■ **Required action**
Down to the final line, return the records unchanged.

[[ Task material open ]]

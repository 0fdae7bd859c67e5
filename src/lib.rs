//! # bs-surface: Black-Scholes Pricing and Sensitivity Heatmaps
//!
//! `bs-surface` prices European call and put options with the closed-form
//! Black-Scholes formula and evaluates those prices over a grid of spot prices
//! and volatilities, producing the data behind a pair of sensitivity heatmaps.
//!
//! ## Core Features
//!
//! - **Pricer**: pure Black-Scholes call/put pricing from five market inputs
//! - **Surface Generator**: 10×10 call/put grids over spot × volatility
//! - **Input Validation**: text forms parsed into typed requests, percentages
//!   converted to decimals, one error type for every user-correctable mistake
//! - **Session**: results table, hover details and status line for a front end
//! - **Rendering**: side-by-side SVG heatmaps with per-panel colour bars
//!
//! ## Quick Start
//!
//! ```rust
//! use bs_surface::{generate_surface, price, OptionParameters, OptionType, SurfaceSpec};
//!
//! let params = OptionParameters::new(100.0, 100.0, 1.0, 0.05, 0.2, OptionType::Call);
//! let call = price(&params);
//! assert!((call - 10.4506).abs() < 1e-3);
//!
//! let surface = generate_surface((50.0, 150.0), (0.10, 0.50), &SurfaceSpec::default());
//! assert_eq!(surface.dimensions(), (10, 10));
//! ```
//!
//! ## Conventions
//!
//! - Rates and volatilities are decimals everywhere in the core (0.05 = 5%).
//!   Only the input forms accept percentages.
//! - The pricer does not validate its inputs. Non-positive maturity or
//!   volatility yields NaN or infinity rather than an error.

// ================================================================================================
// MODULES
// ================================================================================================

pub mod config;
pub mod input;
pub mod models;
pub mod render;
pub mod session;

// ================================================================================================
// PUBLIC RE-EXPORTS
// ================================================================================================

// Pricing
pub use models::bs::{bs_call_price, bs_put_price, OptionParameters, OptionType, PricePair};

// Surface generation
pub use models::surface::{SensitivitySurface, SurfaceSpec, DEFAULT_GRID_POINTS};
pub use models::utils::{linspace, norm_cdf};

// Presentation boundary
pub use config::AppConfig;
pub use input::{
    CalculationForm, CalculationRequest, HeatmapForm, HeatmapRequest, InputError, InputMode,
};
pub use render::{render_heatmaps, render_heatmaps_to_string, RenderOptions};
pub use session::{BatchSummary, ResultRow, Session};

// ================================================================================================
// PRICING API
// ================================================================================================

/// Theoretical Black-Scholes price of a European option.
///
/// ```text
/// d1 = (ln(S/K) + (r + σ²/2)·T) / (σ·√T)
/// d2 = d1 − σ·√T
/// call = S·Φ(d1) − K·e^(−rT)·Φ(d2)
/// put  = K·e^(−rT)·Φ(−d2) − S·Φ(−d1)
/// ```
///
/// # Preconditions
///
/// `spot`, `strike`, `time_to_maturity` and `volatility` must be positive.
/// They are not checked; callers validate before pricing.
///
/// # Example
///
/// ```rust
/// use bs_surface::{price, OptionParameters, OptionType};
///
/// let put = price(&OptionParameters::new(100.0, 100.0, 1.0, 0.05, 0.2, OptionType::Put));
/// assert!((put - 5.5735).abs() < 1e-3);
/// ```
pub fn price(params: &OptionParameters) -> f64 {
    models::bs::price(params)
}

/// Call and put prices for one set of market inputs.
///
/// Arguments follow the order `(S, K, T, r, sigma)`.
pub fn price_pair(
    spot: f64,
    strike: f64,
    time_to_maturity: f64,
    risk_free_rate: f64,
    volatility: f64,
) -> PricePair {
    models::bs::price_pair(spot, strike, time_to_maturity, risk_free_rate, volatility)
}

// ================================================================================================
// SURFACE API
// ================================================================================================

/// Evaluate call and put prices over an evenly spaced spot × volatility grid.
///
/// # Arguments
///
/// * `spot_range` - `(min_spot, max_spot)`, both included
/// * `vol_range` - `(min_vol, max_vol)` as decimals, both included
/// * `spec` - strike, maturity, rate and samples per axis held fixed across the
///   grid. [`SurfaceSpec::default()`] is `K = 100, T = 1, r = 0.05`, 10 points.
///
/// # Returns
///
/// A [`SensitivitySurface`] whose grids are indexed `[vol_index][spot_index]`:
/// rows run over volatility and columns over spot, so
/// `call_grid[0][0]` is priced at `(min_spot, min_vol)` and
/// `call_grid[n-1][n-1]` at `(max_spot, max_vol)`.
///
/// # Degenerate ranges
///
/// `min >= max` on either axis is accepted and produces a constant or
/// descending axis. A warning is logged.
pub fn generate_surface(
    spot_range: (f64, f64),
    vol_range: (f64, f64),
    spec: &SurfaceSpec,
) -> SensitivitySurface {
    models::surface::generate_surface(spot_range, vol_range, spec)
}
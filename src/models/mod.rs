pub mod bs;
pub mod surface;

/// Numeric helpers shared by the pricer and the surface generator
pub mod utils {
    use statrs::distribution::{ContinuousCDF, Normal};

    /// Standard normal cumulative distribution function Φ(x).
    ///
    /// Backed by statrs, whose erfc-based implementation is accurate to well
    /// below 1e-10 across the real line.
    pub fn norm_cdf(x: f64) -> f64 {
        // N(0, 1) is always a valid distribution
        match Normal::new(0.0, 1.0) {
            Ok(n) => n.cdf(x),
            Err(_) => f64::NAN,
        }
    }

    /// `n` evenly spaced samples across `[min, max]`, both endpoints included.
    ///
    /// The step is `(max - min) / (n - 1)`. The last sample is pinned to `max`
    /// so accumulated rounding never moves the upper endpoint. Reversed or
    /// equal bounds are returned as-is (descending or constant).
    pub fn linspace(min: f64, max: f64, n: usize) -> Vec<f64> {
        match n {
            0 => Vec::new(),
            1 => vec![min],
            _ => {
                let step = (max - min) / (n - 1) as f64;
                let mut out: Vec<f64> = (0..n).map(|i| min + step * i as f64).collect();
                out[n - 1] = max;
                out
            }
        }
    }

}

[[ Task material closed ]]

■ **Solution to this problem**
repository 0fdae7bd859c67e5
filename src/lib.rs
//! # bs-surface: Black-Scholes Pricing and Sensitivity Heatmaps
//!
//! `bs-surface` prices European call and put options with the closed-form
//! Black-Scholes formula and evaluates those prices over a grid of spot prices
//! and volatilities, producing the data behind a pair of sensitivity heatmaps.
//!
//! ## Core Features
//!
//! - **Pricer**: pure Black-Scholes call/put pricing from five market inputs
//! - **Surface Generator**: 10×10 call/put grids over spot × volatility
//! - **Input Validation**: text forms parsed into typed requests, percentages
//!   converted to decimals, one error type for every user-correctable mistake
//! - **Session**: results table, hover details and status line for a front end
//! - **Rendering**: side-by-side SVG heatmaps with per-panel colour bars
//!
//! ## Quick Start
//!
//! ```rust
//! use bs_surface::{generate_surface, price, OptionParameters, OptionType, SurfaceSpec};
//!
//! let params = OptionParameters::new(100.0, 100.0, 1.0, 0.05, 0.2, OptionType::Call);
//! let call = price(&params);
//! assert!((call - 10.4506).abs() < 1e-3);
//!
//! let surface = generate_surface((50.0, 150.0), (0.10, 0.50), &SurfaceSpec::default());
//! assert_eq!(surface.dimensions(), (10, 10));
//! ```
//!
//! ## Conventions
//!
//! - Rates and volatilities are decimals everywhere in the core (0.05 = 5%).
//!   Only the input forms accept percentages.
//! - The pricer does not validate its inputs. Non-positive maturity or
//!   volatility yields NaN or infinity rather than an error.

// ================================================================================================
// MODULES
// ================================================================================================

pub mod config;
pub mod input;
pub mod models;
pub mod render;
pub mod session;

// ================================================================================================
// PUBLIC RE-EXPORTS
// ================================================================================================

// Pricing
pub use models::bs::{bs_call_price, bs_put_price, OptionParameters, OptionType, PricePair};

// Surface generation
pub use models::surface::{SensitivitySurface, SurfaceSpec, DEFAULT_GRID_POINTS};
pub use models::utils::{linspace, norm_cdf};

// Presentation boundary
pub use config::AppConfig;
pub use input::{
    CalculationForm, CalculationRequest, HeatmapForm, HeatmapRequest, InputError, InputMode,
};
pub use render::{render_heatmaps, render_heatmaps_to_string, RenderOptions};
pub use session::{BatchSummary, ResultRow, Session};

// ================================================================================================
// PRICING API
// ================================================================================================

/// Theoretical Black-Scholes price of a European option.
///
/// ```text
/// d1 = (ln(S/K) + (r + σ²/2)·T) / (σ·√T)
/// d2 = d1 − σ·√T
/// call = S·Φ(d1) − K·e^(−rT)·Φ(d2)
/// put  = K·e^(−rT)·Φ(−d2) − S·Φ(−d1)
/// ```
///
/// # Preconditions
///
/// `spot`, `strike`, `time_to_maturity` and `volatility` must be positive.
/// They are not checked; callers validate before pricing.
///
/// # Example
///
/// ```rust
/// use bs_surface::{price, OptionParameters, OptionType};
///
/// let put = price(&OptionParameters::new(100.0, 100.0, 1.0, 0.05, 0.2, OptionType::Put));
/// assert!((put - 5.5735).abs() < 1e-3);
/// ```
pub fn price(params: &OptionParameters) -> f64 {
    models::bs::price(params)
}

/// Call and put prices for one set of market inputs.
///
/// Arguments follow the order `(S, K, T, r, sigma)`.
pub fn price_pair(
    spot: f64,
    strike: f64,
    time_to_maturity: f64,
    risk_free_rate: f64,
    volatility: f64,
) -> PricePair {
    models::bs::price_pair(spot, strike, time_to_maturity, risk_free_rate, volatility)
}

// ================================================================================================
// SURFACE API
// ================================================================================================

/// Evaluate call and put prices over an evenly spaced spot × volatility grid.
///
/// # Arguments
///
/// * `spot_range` - `(min_spot, max_spot)`, both included
/// * `vol_range` - `(min_vol, max_vol)` as decimals, both included
/// * `spec` - strike, maturity, rate and samples per axis held fixed across the
///   grid. [`SurfaceSpec::default()`] is `K = 100, T = 1, r = 0.05`, 10 points.
///
/// # Returns
///
/// A [`SensitivitySurface`] whose grids are indexed `[vol_index][spot_index]`:
/// rows run over volatility and columns over spot, so
/// `call_grid[0][0]` is priced at `(min_spot, min_vol)` and
/// `call_grid[n-1][n-1]` at `(max_spot, max_vol)`.
///
/// # Degenerate ranges
///
/// `min >= max` on either axis is accepted and produces a constant or
/// descending axis. A warning is logged.
pub fn generate_surface(
    spot_range: (f64, f64),
    vol_range: (f64, f64),
    spec: &SurfaceSpec,
) -> SensitivitySurface {
    models::surface::generate_surface(spot_range, vol_range, spec)
}
filename src/models/mod.rs
pub mod bs;
pub mod surface;

/// Numeric helpers shared by the pricer and the surface generator
pub mod utils {
    use statrs::distribution::{ContinuousCDF, Normal};

    /// Standard normal cumulative distribution function Φ(x).
    ///
    /// Backed by statrs, whose erfc-based implementation is accurate to well
    /// below 1e-10 across the real line.
    pub fn norm_cdf(x: f64) -> f64 {
        // N(0, 1) is always a valid distribution
        match Normal::new(0.0, 1.0) {
            Ok(n) => n.cdf(x),
            Err(_) => f64::NAN,
        }
    }

    /// `n` evenly spaced samples across `[min, max]`, both endpoints included.
    ///
    /// The step is `(max - min) / (n - 1)`. The last sample is pinned to `max`
    /// so accumulated rounding never moves the upper endpoint. Reversed or
    /// equal bounds are returned as-is (descending or constant).
    pub fn linspace(min: f64, max: f64, n: usize) -> Vec<f64> {
        match n {
            0 => Vec::new(),
            1 => vec![min],
            _ => {
                let step = (max - min) / (n - 1) as f64;
                let mut out: Vec<f64> = (0..n).map(|i| min + step * i as f64).collect();
                out[n - 1] = max;
                out
            }
        }
    }

}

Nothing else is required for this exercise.